## What you will do
Among the records below, which lines contain the string "ForwardPass"? Report them.

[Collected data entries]
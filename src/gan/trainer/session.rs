//! Numeric training state of one run

use rand::rngs::StdRng;
use rand::SeedableRng;

use crate::autograd::Tensor;
use crate::data::{Batch, Dataset};
use crate::gan::config::TrainerConfig;
use crate::gan::graph::{ForwardPass, TrainingGraph};
use crate::gan::policy::StepContext;
use crate::gan::step::{build_step, TrainStep};
use crate::logging::{log, LogLevel};
use crate::model::GanModel;
use crate::Result;

/// Optimizer state, latent sampler and data source bound to a graph
pub(crate) struct Session<'a, M: ?Sized, D: ?Sized> {
    model: &'a M,
    dataset: &'a mut D,
    graph: &'a TrainingGraph,
    d_step: TrainStep,
    g_step: TrainStep,
    rng: StdRng,
    batch_size: usize,
    level: LogLevel,
}

impl<'a, M: GanModel + ?Sized, D: Dataset + ?Sized> Session<'a, M, D> {
    pub(crate) fn new(
        model: &'a M,
        dataset: &'a mut D,
        graph: &'a TrainingGraph,
        config: &TrainerConfig,
    ) -> Self {
        let partition = graph.partition();
        let d_step = build_step(
            config.discrim_optimizer.build(),
            partition.discriminator.clone(),
            config.discrim_grad_clip,
        );
        let g_step = build_step(
            config.generator_optimizer.build(),
            partition.generator.clone(),
            config.generator_grad_clip,
        );
        Self {
            model,
            dataset,
            graph,
            d_step,
            g_step,
            rng: StdRng::seed_from_u64(config.seed),
            batch_size: config.batch_size,
            level: config.log_level,
        }
    }

    fn sample_latent(&mut self, n: usize) -> Tensor {
        self.model.latent().latent_dist().sample_prior(n, &mut self.rng)
    }

    fn forward(&mut self, batch: &Batch) -> Result<ForwardPass> {
        let z = self.sample_latent(batch.rows);
        self.graph.forward(self.model, &z, batch)
    }

    /// Forward pass on a fresh batch without updating anything
    pub(crate) fn summary_pass(&mut self) -> Result<ForwardPass> {
        let batch = self.next_batch()?;
        self.forward(&batch)
    }

    /// (discriminator, generator) steps executed so far
    pub(crate) fn step_counts(&self) -> (usize, usize) {
        (self.d_step.executions(), self.g_step.executions())
    }
}

impl<M: GanModel + ?Sized, D: Dataset + ?Sized> StepContext for Session<'_, M, D> {
    fn next_batch(&mut self) -> Result<Batch> {
        self.dataset.next_batch(self.batch_size)
    }

    fn discriminator_step(&mut self, batch: &Batch) -> Result<Vec<f32>> {
        let pass = self.forward(batch)?;
        let loss = self.d_step.execute(&[pass.discriminator_loss]);
        log(
            self.level,
            LogLevel::Verbose,
            &format!("  d step {}: loss {loss:.6}", self.d_step.executions()),
        );
        Ok(pass.log_values)
    }

    fn generator_step(&mut self, batch: &Batch) -> Result<()> {
        let pass = self.forward(batch)?;
        let loss = self.g_step.execute(&[pass.generator_loss]);
        log(
            self.level,
            LogLevel::Verbose,
            &format!("  g step {}: loss {loss:.6}", self.g_step.executions()),
        );
        Ok(())
    }
}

## Answer space
use crate::gan::graph::{ForwardPass, TrainingGraph};
    fn forward(&mut self, batch: &Batch) -> Result<ForwardPass> {
    pub(crate) fn summary_pass(&mut self) -> Result<ForwardPass> {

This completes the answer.